By Swāmī Śrī Bhaktivedānta Tripurāri, excerpted from Aesthetic Vedanta: The Sacred Path of Passionate Love.

The gopīs’ long cherished hope to exchange love with Kṛṣṇa kept them alive and attentive to family affairs. Should this hope go unfulfilled, there would be no meaning to their returning to their families. If their hopes to love Kṛṣṇa were cut asunder, their ties to relatives would cease to exist as well.

The gopīs continued, “Our chance to be engaged in family affairs has been stolen by you, who have captured our minds, hands, and feet, which will not move a step from here. How then can we return to our village, and if we somehow did, what would we do there? You ask if we have come to see the forest, but without our minds what will we see? Effortlessly you have stolen our minds, and thus it was easy for you to steal everything else we owned as well. Because you are joy itself standing before us, no other means of attaining joy holds any attraction for us. The path of knowledge (jñāna) requires a strong mind and intelligence, but we do not have these. Religious duty on the path of action (karma) and other means of attaining joy are meaningless in your direct presence, for not only has our power of thinking been stolen, but our power to act independently of you has been stolen as well. You have stolen our hands that otherwise might be doing housework. Without hands how can we act? Our hands are impassioned only to touch you.

“When you told us that we have already seen the forest and therefore we should return home, you did not consider that our feet are now rooted like trees in you alone. As trees cannot move independently of their roots, so we cannot move from your presence. If you suggest that we now go back by some other means, again, what would we do there in this condition?

“O dearest one, Kṛṣṇa, please pour like a flood the nectar of your lips onto the fire of our hearts, which has been stoked by your smiling glance and soothing song. If you refuse to do so, dear friend, we will consign our bodies to the fire of separation and travel by meditation the path tread by your lotus feet. If you truly want us to go, we will go quickly by that fire of separation. Therefore, you should continue to give life to the fire of desire in our hearts, which you yourself have created. This fire of kāma dies with the death of the body. Only you can keep kāma alive by accepting our desire for you, for you alone are the eternal love. Without (vi) giving us your passionate love (raha), we will burn without it in separation (viraha). Without (vi) your love (raha) we will remain in solitude (viraha), and without solitude with you, our desire for love (kāma) will not have any life. In this way we will die and thus attain you.”

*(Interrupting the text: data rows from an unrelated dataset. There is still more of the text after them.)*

use crate::core::error::EncodeError;

/// True when `text` is non-empty and made of ASCII digits only.
pub fn is_numeric_only(text: &str) -> bool {
    !text.is_empty() && text.bytes().all(|b| b.is_ascii_digit())
}

/// Digit values of `text`, or a charset error with the caller's code and message.
pub fn numeric_digits(
    text: &str,
    code: &'static str,
    message: &str,
) -> Result<Vec<u8>, EncodeError> {
    if !is_numeric_only(text) {
        return Err(EncodeError::charset(code, message));
    }
    Ok(text.bytes().map(|b| b - b'0').collect())
}

/// Reject data with nothing left to encode. Encoders whose alphabet has no length rule
/// call this so a bare start/stop frame is never emitted.
pub fn require_data(text: &str, code: &'static str) -> Result<(), EncodeError> {
    if text.is_empty() {
        return Err(EncodeError::structural(
            code,
            "Data format invalid. (No data to encode)",
        ));
    }
    Ok(())
}

/// Render digit values back into text.
pub fn digits_to_string(digits: &[u8]) -> String {
    digits.iter().map(|d| char::from(b'0' + d)).collect()
}

#[cfg(test)]
mod tests {
    use super::*;

    #[test]
    fn numeric_only_rejects_blank_and_symbols() {
        assert!(is_numeric_only("0123456789"));
        assert!(!is_numeric_only(""));
        assert!(!is_numeric_only("12 3"));
        assert!(!is_numeric_only("12a"));
        assert!(!is_numeric_only("١٢"));
    }

    #[test]
    fn empty_data_is_structural() {
        assert!(require_data("A", "E-2").is_ok());
        let err = require_data("", "E-2").unwrap_err();
        assert_eq!(err.kind(), crate::core::error::ErrorKind::Structural);
        assert_eq!(err.code(), "E-2");
    }

    #[test]
    fn digits_round_trip_text() {
        let digits = numeric_digits("907", "E-1", "Numeric only").unwrap();
        assert_eq!(digits, vec![9, 0, 7]);
        assert_eq!(digits_to_string(&digits), "907");
        let err = numeric_digits("9x", "E-1", "Numeric only").unwrap_err();
        assert_eq!(err.to_string(), "E-1: Numeric only");
    }
}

Referring to Kṛṣṇa’s statement about their having come to him out of love, the gopīs replied that this was indeed the case. Thus they began to speak about the nature of that love. It was such that merely upon seeing his footprints they lost all interest in anyone else. The same feet whose touch is cherished by the goddess of fortune, Lakṣmī, tread throughout the Vṛndāvana forest, giving joy to its inhabitants and stealing the hearts of the gopīs.1 Referring to Kṛṣṇa as the Lord of the forest dwellers, the gopīs imply that he truly loves those who have given up everything for him, for the sages dwell ever in the forest.

  1. Lakṣmī is the goddess of fortune, the wife of Nārāyaṇa. According to the Purāṇas, although she has a permanent position on the chest of Nārāyaṇa, she nonetheless desired to dwell at the feet of Kṛṣṇa, who is the source of Nārāyaṇa. []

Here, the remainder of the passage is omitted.